MSU’s Piggybank


Like many major organizations, MSU operates on a specific, given budget. Funding for the university is comprised of money from the state of Montana and from student tuition and fees, which together make up the general fund. MSU has a general fund budget of $178,579,474 for the 2013 fiscal year. MSU is a non-profit organization, meaning that it utilizes all of the funds it receives each fiscal year.

Annually, the State of Montana designates a sum of money to the Montana University System (MUS). The MUS consists of four MSU campuses, four University of Montana campuses and three community college campuses. The amount of money allocated each fiscal year is based on the availability of funds. The MUS can submit inflationary increases to the state. While the state takes these into account, they make their final decision based on budget flexibility.

Vice President of Administration and Finance Terry Leist explained that in Montana, state funding makes up a larger portion of the overall budget than in many other states. “Our tuition is fairly low on a national basis, and that is because we get good state support. We get 30 percent of our general fund from the state, which is higher than many states.”

In addition to receiving a portion of the general fund from state funding, MSU acquires revenue from student tuition and fees. State funding has a direct influence on tuition for resident students. “Two out of the last three biennials we’ve had no tuition increase for resident students. There are no increases for resident students this year or next year,” Leist said.

Recently, the difference between the amount of revenue that comes from state support and from student tuition has been increasing. Over the past 20 years, the ratio of state funding to tuition revenue has decreased significantly. In 1993, state funding accounted for 68 percent of the general fund. This year, state funding accounts for only 29 percent.

Once the general fund is established, The Board of Regents (BOR) then divides it among the 11 Montana colleges. Leist explained that MSU and the University of Montana receive a bulk of the funding. “It is pretty even, about 50/50 overall. They’ve got 4 campuses and we have 4 campuses.”

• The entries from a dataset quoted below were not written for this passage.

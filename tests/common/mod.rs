#![allow(dead_code)]

use sea_orm::{ActiveModelTrait, ConnectOptions, Database, DatabaseConnection, Set};
use sea_orm_migration::MigratorTrait;
use std::sync::Arc;
use std::time::Duration;
use tokio::sync::mpsc;
use xjy_moderation::{
    config::moderation::ModerationConfig,
    error::AppResult,
    migration::Migrator,
    models::{post, report, topic, ContentKey, ReportReason},
    services::{
        analyzer::ContentAnalyzer,
        content::{ContentStore, DbContentStore},
        notification::{Notice, NotificationDispatcher, NotificationSink},
        report::NewReport,
    },
    ModerationService,
};

pub const AUTHOR_ID: i32 = 42;

pub struct TestApp {
    pub db: DatabaseConnection,
    pub service: ModerationService,
    pub notices: mpsc::UnboundedReceiver<Notice>,
}

impl TestApp {
    pub async fn next_notice(&mut self) -> Notice {
        tokio::time::timeout(Duration::from_secs(2), self.notices.recv())
            .await
            .expect("timed out waiting for notification")
            .expect("notification channel closed")
    }

    pub async fn assert_no_notice(&mut self) {
        self.service.flush_notifications().await;
        assert!(self.notices.try_recv().is_err(), "unexpected notification");
    }
}

/// Forwards every notice to the test.
pub struct RecordingSink(pub mpsc::UnboundedSender<Notice>);

#[async_trait::async_trait]
impl NotificationSink for RecordingSink {
    async fn notify(&self, notice: &Notice) -> AppResult<()> {
        let _ = self.0.send(notice.clone());
        Ok(())
    }
}

pub async fn setup_db() -> DatabaseConnection {
    let mut opt = ConnectOptions::new("sqlite::memory:");
    // A second connection would open a second, empty in-memory database.
    opt.max_connections(1)
        .min_connections(1)
        .sqlx_logging(false);

    let db = Database::connect(opt)
        .await
        .expect("Failed to open in-memory database");
    Migrator::up(&db, None)
        .await
        .expect("Failed to run migrations");
    db
}

pub async fn spawn_app() -> TestApp {
    spawn_app_with(ModerationConfig::default(), None).await
}

pub async fn spawn_app_with(
    config: ModerationConfig,
    content: Option<Arc<dyn ContentStore>>,
) -> TestApp {
    let db = setup_db().await;
    let content = content.unwrap_or_else(|| Arc::new(DbContentStore::new(db.clone())));

    let (tx, rx) = mpsc::unbounded_channel();
    let dispatcher = NotificationDispatcher::spawn(Arc::new(RecordingSink(tx)));
    let service = ModerationService::new(
        db.clone(),
        content,
        dispatcher,
        ContentAnalyzer::with_default_rules(),
        config,
    );

    TestApp {
        db,
        service,
        notices: rx,
    }
}

pub async fn create_topic(db: &DatabaseConnection, user_id: i32) -> i32 {
    let model = topic::ActiveModel {
        user_id: Set(user_id),
        title: Set("Test topic".to_string()),
        is_active: Set(true),
        created_at: Set(chrono::Utc::now().naive_utc()),
        ..Default::default()
    };
    model.insert(db).await.expect("Failed to create topic").id
}

pub async fn create_post(db: &DatabaseConnection, topic_id: i32, user_id: i32) -> i32 {
    let now = chrono::Utc::now().naive_utc();
    let model = post::ActiveModel {
        topic_id: Set(topic_id),
        user_id: Set(user_id),
        content: Set("Some reply content".to_string()),
        is_flagged: Set(false),
        flag_reason: Set(None),
        flagged_by: Set(None),
        flagged_at: Set(None),
        is_active: Set(true),
        deactivated_by: Set(None),
        deactivated_at: Set(None),
        created_at: Set(now),
        updated_at: Set(now),
        ..Default::default()
    };
    model.insert(db).await.expect("Failed to create post").id
}

/// A topic with one post by `AUTHOR_ID`; returns (topic_id, post_id).
pub async fn create_thread(db: &DatabaseConnection) -> (i32, i32) {
    let topic_id = create_topic(db, AUTHOR_ID).await;
    let post_id = create_post(db, topic_id, AUTHOR_ID).await;
    (topic_id, post_id)
}

pub fn new_report(key: ContentKey, reporter_id: i32) -> NewReport {
    NewReport {
        content_type: key.content_type,
        content_id: key.content_id,
        reporter_id,
        reason: ReportReason::Spam,
        description: Some("looks like spam".to_string()),
    }
}

/// Write an unresolved report straight to the table, bypassing escalation.
pub async fn seed_unresolved(db: &DatabaseConnection, key: ContentKey, reporter_id: i32) -> i32 {
    let model = report::ActiveModel {
        content_type: Set(key.content_type),
        content_id: Set(key.content_id),
        reporter_id: Set(reporter_id),
        reason: Set(ReportReason::Other),
        description: Set(None),
        resolved: Set(false),
        reported_at: Set(chrono::Utc::now().naive_utc()),
        ..Default::default()
    };
    model.insert(db).await.expect("Failed to seed report").id
}
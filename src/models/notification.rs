use sea_orm::entity::prelude::*;
use serde::{Deserialize, Serialize};

#[derive(Clone, Debug, PartialEq, DeriveEntityModel, Serialize, Deserialize)]
#[sea_orm(table_name = "notifications")]
pub struct Model {
    #[sea_orm(primary_key)]
    pub id: i32,
    pub user_id: i32,
    #[sea_orm(column_type = "String(StringLen::N(50))")]
    pub kind: String,
    pub actor_id: i32,
    #[sea_orm(column_type = "Text")]
    pub message: String,
    #[sea_orm(column_type = "Text", nullable)]
    pub link: Option<String>,
    pub is_read: bool,
    pub created_at: DateTime,
}

#[derive(Copy, Clone, Debug, EnumIter, DeriveRelation)]
pub enum Relation {}

impl ActiveModelBehavior for ActiveModel {}
use crate::{
    config::moderation::ModerationConfig,
    error::{AppError, AppResult},
    models::{ContentKey, ReportModel},
    pagination::Page,
    services::{
        analyzer::{ContentAnalysis, ContentAnalyzer, ModerationRecommendation},
        content::{ContentStore, DbContentStore},
        escalation::{EscalationOutcome, EscalationPolicy},
        locks::ContentLocks,
        notification::{DbNotificationSink, NotificationDispatcher},
        report::{FileReportRequest, NewReport, ReportService},
    },
};
use sea_orm::DatabaseConnection;
use serde::Serialize;
use std::sync::Arc;

#[derive(Debug, Clone, Serialize)]
pub struct FiledReport {
    pub report: ReportModel,
    pub escalation: EscalationOutcome,
}

/// Entry point for callers: report filing with escalation, listings, and
/// content analysis.
#[derive(Clone)]
pub struct ModerationService {
    reports: ReportService,
    policy: EscalationPolicy,
    analyzer: Arc<ContentAnalyzer>,
    locks: ContentLocks,
    notifications: NotificationDispatcher,
}

impl ModerationService {
    pub fn new(
        db: DatabaseConnection,
        content: Arc<dyn ContentStore>,
        notifications: NotificationDispatcher,
        analyzer: ContentAnalyzer,
        config: ModerationConfig,
    ) -> Self {
        let reports = ReportService::new(db, content.clone());
        let policy = EscalationPolicy::new(reports.clone(), content, config);
        Self {
            reports,
            policy,
            analyzer: Arc::new(analyzer),
            locks: ContentLocks::new(),
            notifications,
        }
    }

    /// Wire the database-backed content store and notification sink.
    /// Must be called from within a tokio runtime.
    pub fn with_database(
        db: DatabaseConnection,
        analyzer: ContentAnalyzer,
        config: ModerationConfig,
    ) -> Self {
        let content = Arc::new(DbContentStore::new(db.clone()));
        let notifications =
            NotificationDispatcher::spawn(Arc::new(DbNotificationSink::new(db.clone())));
        Self::new(db, content, notifications, analyzer, config)
    }

    pub fn reports(&self) -> &ReportService {
        &self.reports
    }

    pub async fn file_report(
        &self,
        reporter_id: i32,
        request: FileReportRequest,
    ) -> AppResult<FiledReport> {
        let new = request.into_new_report(reporter_id)?;
        self.submit(new).await
    }

    /// File a report and re-evaluate its content item.
    ///
    /// Filing, counting, acting and resolving run under the content item's
    /// lock. If escalation fails the report stays filed and the error carries
    /// its id.
    pub async fn submit(&self, new: NewReport) -> AppResult<FiledReport> {
        let key = new.key();

        let (filed, notice) = {
            let _guard = self.locks.acquire(key).await;

            let report = self.reports.file_report(new).await?;
            match self.policy.evaluate(key).await {
                Ok((escalation, notice)) => (FiledReport { report, escalation }, notice),
                Err(e) => {
                    tracing::error!(
                        "Escalation of {} failed after report {}: {}",
                        key,
                        report.id,
                        e
                    );
                    return Err(AppError::escalation(report.id, e));
                }
            }
        };

        if let Some(notice) = notice {
            self.notifications.dispatch(notice);
        }
        Ok(filed)
    }

    pub async fn list_for_content(&self, key: ContentKey) -> AppResult<Vec<ReportModel>> {
        self.reports.list_for_content(key).await
    }

    pub async fn list_unresolved(&self) -> AppResult<Vec<ReportModel>> {
        self.reports.list_unresolved().await
    }

    pub async fn list_unresolved_page(
        &self,
        page: u64,
        per_page: u64,
    ) -> AppResult<Page<ReportModel>> {
        self.reports.list_unresolved_page(page, per_page).await
    }

    /// Wait for queued author notifications to reach the sink.
    pub async fn flush_notifications(&self) {
        self.notifications.flush().await;
    }

    pub fn analyze_content(&self, text: &str) -> ContentAnalysis {
        self.analyzer.analyze(text)
    }

    pub fn get_moderation_recommendation(&self, text: &str) -> ModerationRecommendation {
        self.analyzer.recommend(text)
    }
}
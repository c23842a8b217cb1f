use anyhow::{Context, Result};
use serde::Deserialize;
use std::{env, fs, path::Path};

const DEFAULT_DISALLOWED_TERMS: &[&str] = &[
    "buy now",
    "free money",
    "click here",
    "act now",
    "limited time offer",
    "make money fast",
    "work from home",
    "crypto giveaway",
    "wire transfer",
    "casino",
    "viagra",
];

const DEFAULT_HOSTILE_PATTERNS: &[&str] = &[
    r"\b(kill|hurt|beat)\s+(yourself|you)\b",
    r"\bi\s+hate\s+(you|u)\b",
    r"\byou(\s+are|'re|\s+r)\s+(an?\s+)?(idiot|moron|loser|worthless)\b",
    r"\b(shut\s+up|go\s+die)\b",
];

const DEFAULT_SOLICITATION_PATTERNS: &[&str] = &[
    // links
    r"https?://\S+|www\.\S+",
    // email addresses
    r"[a-z0-9._%+-]+@[a-z0-9.-]+\.[a-z]{2,}",
    // phone numbers
    r"\b\d{3}[-.\s]?\d{3}[-.\s]?\d{4}\b",
];

/// Lookup tables used by the content analyzer.
///
/// Any field missing from a rules file falls back to the built-in list, so a
/// file may override just one table.
#[derive(Debug, Clone, PartialEq, Deserialize)]
#[serde(default)]
pub struct RuleSet {
    /// Case-insensitive substrings.
    pub disallowed_terms: Vec<String>,
    /// Case-insensitive regular expressions.
    pub hostile_patterns: Vec<String>,
    /// Case-insensitive regular expressions for links and contact details.
    pub solicitation_patterns: Vec<String>,
}

impl Default for RuleSet {
    fn default() -> Self {
        Self {
            disallowed_terms: to_owned(DEFAULT_DISALLOWED_TERMS),
            hostile_patterns: to_owned(DEFAULT_HOSTILE_PATTERNS),
            solicitation_patterns: to_owned(DEFAULT_SOLICITATION_PATTERNS),
        }
    }
}

impl RuleSet {
    /// Load from `MODERATION_RULES_PATH` when set, otherwise use the defaults.
    pub fn from_env() -> Result<Self> {
        match env::var("MODERATION_RULES_PATH") {
            Ok(path) if !path.trim().is_empty() => Self::load(path.trim()),
            _ => Ok(Self::default()),
        }
    }

    pub fn load(path: impl AsRef<Path>) -> Result<Self> {
        let path = path.as_ref();
        let raw = fs::read_to_string(path)
            .with_context(|| format!("Failed to read rules file '{}'", path.display()))?;
        let rules = Self::from_toml_str(&raw)
            .with_context(|| format!("Invalid rules file '{}'", path.display()))?;
        tracing::info!(
            "Loaded moderation rules from {} ({} terms, {} hostile, {} solicitation)",
            path.display(),
            rules.disallowed_terms.len(),
            rules.hostile_patterns.len(),
            rules.solicitation_patterns.len()
        );
        Ok(rules)
    }

    pub fn from_toml_str(raw: &str) -> Result<Self> {
        let mut rules: RuleSet = toml::from_str(raw)?;
        // Terms are matched against lower-cased text.
        rules.disallowed_terms = rules
            .disallowed_terms
            .into_iter()
            .map(|t| t.trim().to_lowercase())
            .filter(|t| !t.is_empty())
            .collect();
        Ok(rules)
    }
}

fn to_owned(items: &[&str]) -> Vec<String> {
    items.iter().map(|s| s.to_string()).collect()
}
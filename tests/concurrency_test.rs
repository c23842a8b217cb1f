mod common;

use sea_orm::DatabaseConnection;
use std::{collections::HashSet, sync::Arc};
use tokio::sync::mpsc;
use xjy_moderation::{
    config::moderation::ModerationConfig,
    error::AppError,
    models::ContentKey,
    services::{
        analyzer::ContentAnalyzer,
        content::DbContentStore,
        escalation::EscalationOutcome,
        notification::{Notice, NotificationDispatcher},
    },
    ModerationService,
};

/// A service with its own lock table, as a separate process would have.
fn replica(db: &DatabaseConnection, notices: &mpsc::UnboundedSender<Notice>) -> ModerationService {
    ModerationService::new(
        db.clone(),
        Arc::new(DbContentStore::new(db.clone())),
        NotificationDispatcher::spawn(Arc::new(common::RecordingSink(notices.clone()))),
        ContentAnalyzer::with_default_rules(),
        ModerationConfig::default(),
    )
}

#[tokio::test(flavor = "multi_thread", worker_threads = 4)]
async fn concurrent_reports_escalate_once_per_batch() {
    let mut app = common::spawn_app().await;
    let (_topic_id, post_id) = common::create_thread(&app.db).await;
    let key = ContentKey::post(post_id);

    let handles: Vec<_> = (1..=12)
        .map(|reporter| {
            let service = app.service.clone();
            tokio::spawn(async move { service.submit(common::new_report(key, reporter)).await })
        })
        .collect();

    let mut batches = Vec::new();
    for handle in handles {
        let filed = handle.await.unwrap().unwrap();
        if let EscalationOutcome::Flagged {
            resolved_report_ids,
        } = filed.escalation
        {
            batches.push(resolved_report_ids);
        }
    }

    // 12 reports with a threshold of 3: four flags, each over a disjoint batch.
    assert_eq!(batches.len(), 4);
    let mut seen = HashSet::new();
    for batch in &batches {
        assert_eq!(batch.len(), 3);
        for id in batch {
            assert!(seen.insert(*id), "report {id} resolved twice");
        }
    }
    assert_eq!(seen.len(), 12);
    assert_eq!(app.service.reports().count_unresolved(key).await.unwrap(), 0);

    for _ in 0..4 {
        app.next_notice().await;
    }
    app.assert_no_notice().await;
}

#[tokio::test(flavor = "multi_thread", worker_threads = 4)]
async fn concurrent_duplicates_file_once() {
    let app = common::spawn_app().await;
    let (topic_id, _post_id) = common::create_thread(&app.db).await;
    let key = ContentKey::topic(topic_id);

    let handles: Vec<_> = (0..6)
        .map(|_| {
            let service = app.service.clone();
            tokio::spawn(async move { service.submit(common::new_report(key, 77)).await })
        })
        .collect();

    let mut filed = 0;
    let mut duplicates = 0;
    for handle in handles {
        match handle.await.unwrap() {
            Ok(_) => filed += 1,
            Err(AppError::DuplicateReport) => duplicates += 1,
            Err(other) => panic!("unexpected error: {other:?}"),
        }
    }

    assert_eq!(filed, 1);
    assert_eq!(duplicates, 5);
    assert_eq!(app.service.list_for_content(key).await.unwrap().len(), 1);
}

#[tokio::test(flavor = "multi_thread", worker_threads = 4)]
async fn separate_posts_escalate_independently() {
    let mut app = common::spawn_app().await;
    let topic_id = common::create_topic(&app.db, common::AUTHOR_ID).await;
    let mut posts = Vec::new();
    for _ in 0..3 {
        posts.push(common::create_post(&app.db, topic_id, common::AUTHOR_ID).await);
    }

    let mut handles = Vec::new();
    for &post_id in &posts {
        for reporter in 1..=3 {
            let service = app.service.clone();
            handles.push(tokio::spawn(async move {
                service
                    .submit(common::new_report(ContentKey::post(post_id), reporter))
                    .await
            }));
        }
    }

    let mut flagged = HashSet::new();
    for handle in handles {
        let filed = handle.await.unwrap().unwrap();
        if matches!(filed.escalation, EscalationOutcome::Flagged { .. }) {
            assert!(flagged.insert(filed.report.content_id));
        }
    }

    assert_eq!(flagged, posts.iter().copied().collect::<HashSet<_>>());
    for _ in 0..3 {
        app.next_notice().await;
    }
    app.assert_no_notice().await;
}

#[tokio::test(flavor = "multi_thread", worker_threads = 4)]
async fn replicas_escalate_each_batch_once() {
    let db = common::setup_db().await;
    let (tx, mut rx) = mpsc::unbounded_channel();
    let first = replica(&db, &tx);
    let second = replica(&db, &tx);
    let topic_id = common::create_topic(&db, common::AUTHOR_ID).await;

    for _ in 0..20 {
        let post_id = common::create_post(&db, topic_id, common::AUTHOR_ID).await;
        let key = ContentKey::post(post_id);
        common::seed_unresolved(&db, key, 1).await;
        common::seed_unresolved(&db, key, 2).await;

        let a = {
            let service = first.clone();
            tokio::spawn(async move { service.submit(common::new_report(key, 3)).await })
        };
        let b = {
            let service = second.clone();
            tokio::spawn(async move { service.submit(common::new_report(key, 4)).await })
        };
        let outcomes = [
            a.await.unwrap().unwrap().escalation,
            b.await.unwrap().unwrap().escalation,
        ];

        let batches: Vec<&Vec<i32>> = outcomes
            .iter()
            .filter_map(|o| match o {
                EscalationOutcome::Flagged {
                    resolved_report_ids,
                } => Some(resolved_report_ids),
                _ => None,
            })
            .collect();
        assert_eq!(batches.len(), 1, "post {post_id}: {outcomes:?}");
        assert!(batches[0].len() >= 3, "post {post_id}: {outcomes:?}");

        let unresolved = first.reports().count_unresolved(key).await.unwrap();
        assert_eq!(batches[0].len() as u64 + unresolved, 4);
    }

    first.flush_notifications().await;
    second.flush_notifications().await;
    let mut sent = 0;
    while rx.try_recv().is_ok() {
        sent += 1;
    }
    assert_eq!(sent, 20);
}
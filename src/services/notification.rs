use crate::{error::AppResult, models::notification};
use sea_orm::{ActiveModelTrait, DatabaseConnection, Set};
use serde::Serialize;
use std::{
    fmt,
    sync::{
        atomic::{AtomicUsize, Ordering},
        Arc,
    },
};
use tokio::sync::{mpsc, Notify};

#[derive(Debug, Clone, Copy, PartialEq, Eq, Serialize)]
#[serde(rename_all = "SCREAMING_SNAKE_CASE")]
pub enum NotificationCategory {
    ContentFlagged,
    ContentRemoved,
}

impl NotificationCategory {
    pub fn as_str(self) -> &'static str {
        match self {
            NotificationCategory::ContentFlagged => "CONTENT_FLAGGED",
            NotificationCategory::ContentRemoved => "CONTENT_REMOVED",
        }
    }
}

impl fmt::Display for NotificationCategory {
    fn fmt(&self, f: &mut fmt::Formatter<'_>) -> fmt::Result {
        f.write_str(self.as_str())
    }
}

#[derive(Debug, Clone, PartialEq, Serialize)]
pub struct Notice {
    pub recipient: i32,
    pub category: NotificationCategory,
    pub message: String,
    pub link: String,
    pub actor: i32,
}

#[async_trait::async_trait]
pub trait NotificationSink: Send + Sync {
    async fn notify(&self, notice: &Notice) -> AppResult<()>;
}

/// Persists notices to the `notifications` table.
#[derive(Clone)]
pub struct DbNotificationSink {
    db: DatabaseConnection,
}

impl DbNotificationSink {
    pub fn new(db: DatabaseConnection) -> Self {
        Self { db }
    }
}

#[async_trait::async_trait]
impl NotificationSink for DbNotificationSink {
    async fn notify(&self, notice: &Notice) -> AppResult<()> {
        // Don't notify yourself
        if notice.recipient == notice.actor {
            return Ok(());
        }

        let model = notification::ActiveModel {
            user_id: Set(notice.recipient),
            kind: Set(notice.category.as_str().to_string()),
            actor_id: Set(notice.actor),
            message: Set(notice.message.clone()),
            link: Set(Some(notice.link.clone())),
            is_read: Set(false),
            created_at: Set(chrono::Utc::now().naive_utc()),
            ..Default::default()
        };
        model.insert(&self.db).await?;
        Ok(())
    }
}

/// Fire-and-forget delivery: notices are queued and handed to the sink by a
/// background task, so callers never wait on (or fail because of) delivery.
#[derive(Clone)]
pub struct NotificationDispatcher {
    tx: mpsc::UnboundedSender<Notice>,
    pending: Arc<AtomicUsize>,
    idle: Arc<Notify>,
}

impl NotificationDispatcher {
    /// Must be called from within a tokio runtime.
    pub fn spawn(sink: Arc<dyn NotificationSink>) -> Self {
        let (tx, mut rx) = mpsc::unbounded_channel::<Notice>();
        let pending = Arc::new(AtomicUsize::new(0));
        let idle = Arc::new(Notify::new());

        let worker_pending = pending.clone();
        let worker_idle = idle.clone();
        tokio::spawn(async move {
            while let Some(notice) = rx.recv().await {
                if let Err(e) = sink.notify(&notice).await {
                    tracing::warn!(
                        "Failed to deliver {} notification to user {}: {e}",
                        notice.category,
                        notice.recipient
                    );
                }
                if worker_pending.fetch_sub(1, Ordering::AcqRel) == 1 {
                    worker_idle.notify_waiters();
                }
            }
            tracing::debug!("Notification queue closed");
        });

        Self { tx, pending, idle }
    }

    pub fn dispatch(&self, notice: Notice) {
        self.pending.fetch_add(1, Ordering::AcqRel);
        if let Err(e) = self.tx.send(notice) {
            self.pending.fetch_sub(1, Ordering::AcqRel);
            tracing::warn!(
                "Notification worker is gone, dropping notice for user {}",
                e.0.recipient
            );
        }
    }

    /// Wait until every notice queued so far has been handed to the sink.
    pub async fn flush(&self) {
        loop {
            let idle = self.idle.notified();
            if self.pending.load(Ordering::Acquire) == 0 {
                return;
            }
            idle.await;
        }
    }
}

#[cfg(test)]
mod tests {
    use super::*;
    use crate::error::AppError;
    use std::time::Duration;

    struct ChannelSink(mpsc::UnboundedSender<Notice>);

    #[async_trait::async_trait]
    impl NotificationSink for ChannelSink {
        async fn notify(&self, notice: &Notice) -> AppResult<()> {
            let _ = self.0.send(notice.clone());
            Ok(())
        }
    }

    struct FailOnce {
        failed: std::sync::atomic::AtomicBool,
        inner: ChannelSink,
    }

    #[async_trait::async_trait]
    impl NotificationSink for FailOnce {
        async fn notify(&self, notice: &Notice) -> AppResult<()> {
            if !self.failed.swap(true, std::sync::atomic::Ordering::SeqCst) {
                return Err(AppError::Internal(anyhow::anyhow!("smtp down")));
            }
            self.inner.notify(notice).await
        }
    }

    fn notice(recipient: i32) -> Notice {
        Notice {
            recipient,
            category: NotificationCategory::ContentFlagged,
            message: "flagged".to_string(),
            link: "/topics/1#post-1".to_string(),
            actor: 0,
        }
    }

    #[tokio::test]
    async fn dispatch_delivers_in_order() {
        let (tx, mut rx) = mpsc::unbounded_channel();
        let dispatcher = NotificationDispatcher::spawn(Arc::new(ChannelSink(tx)));

        dispatcher.dispatch(notice(1));
        dispatcher.dispatch(notice(2));

        let first = tokio::time::timeout(Duration::from_secs(1), rx.recv()).await;
        let second = tokio::time::timeout(Duration::from_secs(1), rx.recv()).await;
        assert_eq!(first.unwrap().unwrap().recipient, 1);
        assert_eq!(second.unwrap().unwrap().recipient, 2);
    }

    #[tokio::test]
    async fn sink_failure_does_not_stop_worker() {
        let (tx, mut rx) = mpsc::unbounded_channel();
        let sink = FailOnce {
            failed: std::sync::atomic::AtomicBool::new(false),
            inner: ChannelSink(tx),
        };
        let dispatcher = NotificationDispatcher::spawn(Arc::new(sink));

        dispatcher.dispatch(notice(1));
        dispatcher.dispatch(notice(2));

        let delivered = tokio::time::timeout(Duration::from_secs(1), rx.recv())
            .await
            .unwrap()
            .unwrap();
        assert_eq!(delivered.recipient, 2);
    }

    #[tokio::test]
    async fn flush_waits_for_delivery() {
        let (tx, mut rx) = mpsc::unbounded_channel();
        let dispatcher = NotificationDispatcher::spawn(Arc::new(ChannelSink(tx)));

        for recipient in 1..=5 {
            dispatcher.dispatch(notice(recipient));
        }
        tokio::time::timeout(Duration::from_secs(1), dispatcher.flush())
            .await
            .unwrap();

        let mut delivered = Vec::new();
        while let Ok(notice) = rx.try_recv() {
            delivered.push(notice.recipient);
        }
        assert_eq!(delivered, vec![1, 2, 3, 4, 5]);
    }

    #[tokio::test]
    async fn flush_on_empty_queue_returns() {
        let (tx, _rx) = mpsc::unbounded_channel();
        let dispatcher = NotificationDispatcher::spawn(Arc::new(ChannelSink(tx)));
        tokio::time::timeout(Duration::from_millis(100), dispatcher.flush())
            .await
            .unwrap();
    }

    #[test]
    fn category_names() {
        assert_eq!(NotificationCategory::ContentRemoved.to_string(), "CONTENT_REMOVED");
    }
}
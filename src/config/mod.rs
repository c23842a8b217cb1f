pub mod database;
pub mod moderation;
pub mod rules;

The division of the general fund is based on a three-year average resident full-time equivalent (FTE). FTE accounts for the number of full-time students enrolled on a campus. A full-time student is defined as an undergraduate student enrolled in 15 credits or a graduate student enrolled in 12 credits. As such, FTE is calculated by taking the cumulative number of credits in which the student body is enrolled divided by 15 for each undergraduate student and by 12 for each graduate student. For the 2013 fiscal year, MSU-Bozeman has an FTE of 12,910, which makes up 84 percent of total enrollment. This is due to the fact that not all MSU students are considered full-time. Comparatively, the University of Montana has an FTE of 11,937.

The general fund is budgeted across the following categories: waivers and scholarships, instruction, research, public service, academic support, student services, institutional support and facilities.

Certain programs at MSU are not supported by the general fund. Auxiliaries is a department that acquires its own resources through student housing fees and other fees. Auxiliaries uses this money for the expansion and maintenance of residence halls, dining halls and parking services.

Research is federally funded at MSU, and faculty apply for grants to fund their research expenditures. Research funding is used solely for the purpose which it was designated. For the 2012 fiscal year, MSU received about $94,000 for research. Leist explained that a majority of this money came from the federal government with a smaller portion from state and private entities. For the 2014 fiscal year, MSU’s proposed research budget decreased by 47.17 percent — from $2,370,272 in 2013 to a requested $1,252,314 for 2014.

Instruction: This includes money to fund classes taught — including paying the salaries of teachers and expenditures for department chairpersons.

Research: While a majority of MSU research is federally funded, a portion of its funding is derived from the general fund. The Agricultural Experiment Station receives the largest sum of research money from the general fund.

Public Service: Money in this category is used to fund community services, public broadcasting, and extension services. The MUS Extension Service provides academic support to communities across the state.

Academic Support: Academic support funding is used to improve the success of higher education. Money goes towards services such as curriculum development and academic administration.

Student Services: Student services include career guidance, financial aid administration, student recruitment, counseling and student records.

Institutional Support: Money in this category funds faculty support, alumni relations and a variety of other administrative tasks.

Facilities: This category includes building repair and maintenance, custodial services, landscaping and utilities.

Waivers and Scholarships: Fee waivers authorized by the BOR are recorded in this category.